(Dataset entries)

=== Section Start ===

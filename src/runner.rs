//! The processing loop that drains claimed batches.

use std::sync::Arc;
use std::time::{Duration, Instant};

use tokio_util::sync::CancellationToken;
use tracing::{debug, info_span, Instrument};

use crate::claim::ClaimCoordinator;
use crate::errors::QueueError;
use crate::generator::{
    policy_type, DocumentGenerator, GenerationOutcome, TemplateLookup, WordingResolver,
};
use crate::recorder::ResultRecorder;
use crate::schema::{DocumentType, QueueItem};
use crate::store::QueueStore;

/// Placeholder recorded as the output location when a document cannot be
/// generated for this attempt.
pub const GENERATION_ERROR_FALLBACK: &str = r"Wording\DocumentGenerationError.pdf";

const DEFAULT_BATCH_SIZE: u32 = 1;

/// Repeatedly claims batches of eligible items and dispatches each one to
/// the rendering collaborators, recording every outcome.
///
/// One loop processes its batch sequentially; cancellation is cooperative
/// and checked once per item, so an in-flight generation call is never
/// preempted. A cancelled run leaves unfinished items claimed; they come
/// back in this instance's next run. The cycle ends on its own when a claim
/// returns no items.
///
/// Per-item failures never abort the batch: they are logged and recorded
/// against the item, which always bumps `attempts`. Only store-level
/// failures end the cycle early, surfacing to the operational trigger.
pub struct ProcessingLoop {
    claims: ClaimCoordinator,
    recorder: ResultRecorder,
    generator: Arc<dyn DocumentGenerator>,
    templates: Arc<dyn TemplateLookup>,
    wordings: Arc<dyn WordingResolver>,
    batch_size: u32,
}

impl ProcessingLoop {
    /// Create a loop claiming on behalf of `instance_id`.
    pub fn new(
        store: Arc<dyn QueueStore>,
        generator: Arc<dyn DocumentGenerator>,
        templates: Arc<dyn TemplateLookup>,
        wordings: Arc<dyn WordingResolver>,
        instance_id: impl Into<String>,
    ) -> Self {
        Self {
            claims: ClaimCoordinator::new(Arc::clone(&store), instance_id),
            recorder: ResultRecorder::new(store),
            generator,
            templates,
            wordings,
            batch_size: DEFAULT_BATCH_SIZE,
        }
    }

    /// Set how many items one claim cycle may take. Defaults to 1.
    pub fn batch_size(mut self, batch_size: u32) -> Self {
        self.batch_size = batch_size;
        self
    }

    /// Run claim cycles until no eligible work remains or `cancel` fires.
    pub async fn run(&self, cancel: CancellationToken) -> Result<(), QueueError> {
        loop {
            let batch = self.claims.claim_batch(self.batch_size).await?;
            if batch.is_empty() {
                debug!("No eligible queue items found. Ending the processing cycle…");
                return Ok(());
            }

            for item in batch {
                if cancel.is_cancelled() {
                    debug!("Cancellation requested. Leaving remaining items claimed…");
                    return Ok(());
                }

                let span = info_span!(
                    "item",
                    item.id = item.id,
                    item.document_type = %item.document_type,
                    item.insurance_ref = %item.insurance_ref,
                );
                self.process_item(&item).instrument(span).await?;
            }
        }
    }

    async fn process_item(&self, item: &QueueItem) -> Result<(), QueueError> {
        match item.document_type {
            DocumentType::Wording => self.process_wording(item).await,
            DocumentType::Schedule
            | DocumentType::Certificate
            | DocumentType::Invoice
            | DocumentType::Renewal => self.process_templated(item).await,
        }
    }

    /// Wording documents skip template resolution entirely: the output path
    /// comes from reference data and success is recorded directly.
    async fn process_wording(&self, item: &QueueItem) -> Result<(), QueueError> {
        let code = match self.wordings.wording_code(item.insurance_file_key).await {
            Ok(code) => code,
            Err(error) => {
                let reason = format!(
                    "Error resolving wording for {}: {error:#}",
                    item.insurance_ref
                );
                return self.record_item_failure(item, &reason).await;
            }
        };

        let path = self.wordings.wording_path(&code, policy_type(&item.insurance_ref));
        self.recorder
            .record_success(item.id, Duration::ZERO, &path)
            .await?;
        debug!(wording.code = %code, wording.path = %path, "Updated wording document");

        Ok(())
    }

    async fn process_templated(&self, item: &QueueItem) -> Result<(), QueueError> {
        let resolved = self
            .templates
            .template_code(
                &item.insurance_ref,
                &item.insurance_file_type_code,
                item.document_type,
            )
            .await;

        let template_code = match resolved {
            Ok(code) => code.unwrap_or_default(),
            Err(error) => {
                let reason = format!(
                    "Error resolving template for document {} for {}: {error:#}",
                    item.document_type, item.insurance_ref
                );
                return self.record_item_failure(item, &reason).await;
            }
        };

        let exists = if template_code.is_empty() {
            false
        } else {
            match self.templates.template_exists(&template_code).await {
                Ok(exists) => exists,
                Err(error) => {
                    let reason = format!(
                        "Error checking template '{template_code}' for document {} for {}: {error:#}",
                        item.document_type, item.insurance_ref
                    );
                    return self.record_item_failure(item, &reason).await;
                }
            }
        };

        if !exists {
            let reason = format!(
                "The document template code '{template_code}' or the document template \
                 artifact could not be found for document type {} - {}",
                item.document_type, item.insurance_ref
            );
            return self.record_item_failure(item, &reason).await;
        }

        let started = Instant::now();
        match self.generator.generate(item, &template_code).await {
            Ok(GenerationOutcome::Completed { output_location }) => {
                self.recorder
                    .record_success(item.id, started.elapsed(), &output_location)
                    .await?;
            }
            Ok(GenerationOutcome::HandedOff {
                background_job_id,
                document_code,
            }) => {
                self.recorder
                    .record_handoff(item.id, background_job_id, &document_code)
                    .await?;
            }
            Err(error) => {
                let reason = format!(
                    "Error generating document {} for {}: {error:#}",
                    item.document_type, item.insurance_ref
                );
                self.record_item_failure(item, &reason).await?;
            }
        }

        Ok(())
    }

    /// Every contained failure lands here so an item can never be left in a
    /// claimed state with `attempts` unchanged.
    async fn record_item_failure(
        &self,
        item: &QueueItem,
        reason: &str,
    ) -> Result<(), QueueError> {
        self.recorder
            .record_failure(item.id, reason, GENERATION_ERROR_FALLBACK)
            .await?;
        Ok(())
    }
}

impl std::fmt::Debug for ProcessingLoop {
    fn fmt(&self, f: &mut std::fmt::Formatter<'_>) -> std::fmt::Result {
        f.debug_struct("ProcessingLoop")
            .field("instance_id", &self.claims.instance_id())
            .field("batch_size", &self.batch_size)
            .finish_non_exhaustive()
    }
}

=== Section End ===

*TASK BRIEF*
Without leaving anything out, transcribe the records above exactly.

*RESPONSE TO THIS EXERCISE*
filename src/runner.rs
//! The processing loop that drains claimed batches.

use std::sync::Arc;
use std::time::{Duration, Instant};

use tokio_util::sync::CancellationToken;
use tracing::{debug, info_span, Instrument};

use crate::claim::ClaimCoordinator;
use crate::errors::QueueError;
use crate::generator::{
    policy_type, DocumentGenerator, GenerationOutcome, TemplateLookup, WordingResolver,
};
use crate::recorder::ResultRecorder;
use crate::schema::{DocumentType, QueueItem};
use crate::store::QueueStore;

/// Placeholder recorded as the output location when a document cannot be
/// generated for this attempt.
pub const GENERATION_ERROR_FALLBACK: &str = r"Wording\DocumentGenerationError.pdf";

const DEFAULT_BATCH_SIZE: u32 = 1;

/// Repeatedly claims batches of eligible items and dispatches each one to
/// the rendering collaborators, recording every outcome.
///
/// One loop processes its batch sequentially; cancellation is cooperative
/// and checked once per item, so an in-flight generation call is never
/// preempted. A cancelled run leaves unfinished items claimed; they come
/// back in this instance's next run. The cycle ends on its own when a claim
/// returns no items.
///
/// Per-item failures never abort the batch: they are logged and recorded
/// against the item, which always bumps `attempts`. Only store-level
/// failures end the cycle early, surfacing to the operational trigger.
pub struct ProcessingLoop {
    claims: ClaimCoordinator,
    recorder: ResultRecorder,
    generator: Arc<dyn DocumentGenerator>,
    templates: Arc<dyn TemplateLookup>,
    wordings: Arc<dyn WordingResolver>,
    batch_size: u32,
}

impl ProcessingLoop {
    /// Create a loop claiming on behalf of `instance_id`.
    pub fn new(
        store: Arc<dyn QueueStore>,
        generator: Arc<dyn DocumentGenerator>,
        templates: Arc<dyn TemplateLookup>,
        wordings: Arc<dyn WordingResolver>,
        instance_id: impl Into<String>,
    ) -> Self {
        Self {
            claims: ClaimCoordinator::new(Arc::clone(&store), instance_id),
            recorder: ResultRecorder::new(store),
            generator,
            templates,
            wordings,
            batch_size: DEFAULT_BATCH_SIZE,
        }
    }

    /// Set how many items one claim cycle may take. Defaults to 1.
    pub fn batch_size(mut self, batch_size: u32) -> Self {
        self.batch_size = batch_size;
        self
    }

    /// Run claim cycles until no eligible work remains or `cancel` fires.
    pub async fn run(&self, cancel: CancellationToken) -> Result<(), QueueError> {
        loop {
            let batch = self.claims.claim_batch(self.batch_size).await?;
            if batch.is_empty() {
                debug!("No eligible queue items found. Ending the processing cycle…");
                return Ok(());
            }

            for item in batch {
                if cancel.is_cancelled() {
                    debug!("Cancellation requested. Leaving remaining items claimed…");
                    return Ok(());
                }

                let span = info_span!(
                    "item",
                    item.id = item.id,
                    item.document_type = %item.document_type,
                    item.insurance_ref = %item.insurance_ref,
                );
                self.process_item(&item).instrument(span).await?;
            }
        }
    }

    async fn process_item(&self, item: &QueueItem) -> Result<(), QueueError> {
        match item.document_type {
            DocumentType::Wording => self.process_wording(item).await,
            DocumentType::Schedule
            | DocumentType::Certificate
            | DocumentType::Invoice
            | DocumentType::Renewal => self.process_templated(item).await,
        }
    }

    /// Wording documents skip template resolution entirely: the output path
    /// comes from reference data and success is recorded directly.
    async fn process_wording(&self, item: &QueueItem) -> Result<(), QueueError> {
        let code = match self.wordings.wording_code(item.insurance_file_key).await {
            Ok(code) => code,
            Err(error) => {
                let reason = format!(
                    "Error resolving wording for {}: {error:#}",
                    item.insurance_ref
                );
                return self.record_item_failure(item, &reason).await;
            }
        };

        let path = self.wordings.wording_path(&code, policy_type(&item.insurance_ref));
        self.recorder
            .record_success(item.id, Duration::ZERO, &path)
            .await?;
        debug!(wording.code = %code, wording.path = %path, "Updated wording document");

        Ok(())
    }

    async fn process_templated(&self, item: &QueueItem) -> Result<(), QueueError> {
        let resolved = self
            .templates
            .template_code(
                &item.insurance_ref,
                &item.insurance_file_type_code,
                item.document_type,
            )
            .await;

        let template_code = match resolved {
            Ok(code) => code.unwrap_or_default(),
            Err(error) => {
                let reason = format!(
                    "Error resolving template for document {} for {}: {error:#}",
                    item.document_type, item.insurance_ref
                );
                return self.record_item_failure(item, &reason).await;
            }
        };

        let exists = if template_code.is_empty() {
            false
        } else {
            match self.templates.template_exists(&template_code).await {
                Ok(exists) => exists,
                Err(error) => {
                    let reason = format!(
                        "Error checking template '{template_code}' for document {} for {}: {error:#}",
                        item.document_type, item.insurance_ref
                    );
                    return self.record_item_failure(item, &reason).await;
                }
            }
        };

        if !exists {
            let reason = format!(
                "The document template code '{template_code}' or the document template \
                 artifact could not be found for document type {} - {}",
                item.document_type, item.insurance_ref
            );
            return self.record_item_failure(item, &reason).await;
        }

        let started = Instant::now();
        match self.generator.generate(item, &template_code).await {
            Ok(GenerationOutcome::Completed { output_location }) => {
                self.recorder
                    .record_success(item.id, started.elapsed(), &output_location)
                    .await?;
            }
            Ok(GenerationOutcome::HandedOff {
                background_job_id,
                document_code,
            }) => {
                self.recorder
                    .record_handoff(item.id, background_job_id, &document_code)
                    .await?;
            }
            Err(error) => {
                let reason = format!(
                    "Error generating document {} for {}: {error:#}",
                    item.document_type, item.insurance_ref
                );
                self.record_item_failure(item, &reason).await?;
            }
        }

        Ok(())
    }

    /// Every contained failure lands here so an item can never be left in a
    /// claimed state with `attempts` unchanged.
    async fn record_item_failure(
        &self,
        item: &QueueItem,
        reason: &str,
    ) -> Result<(), QueueError> {
        self.recorder
            .record_failure(item.id, reason, GENERATION_ERROR_FALLBACK)
            .await?;
        Ok(())
    }
}

impl std::fmt::Debug for ProcessingLoop {
    fn fmt(&self, f: &mut std::fmt::Formatter<'_>) -> std::fmt::Result {
        f.debug_struct("ProcessingLoop")
            .field("instance_id", &self.claims.instance_id())
            .field("batch_size", &self.batch_size)
            .finish_non_exhaustive()
    }
}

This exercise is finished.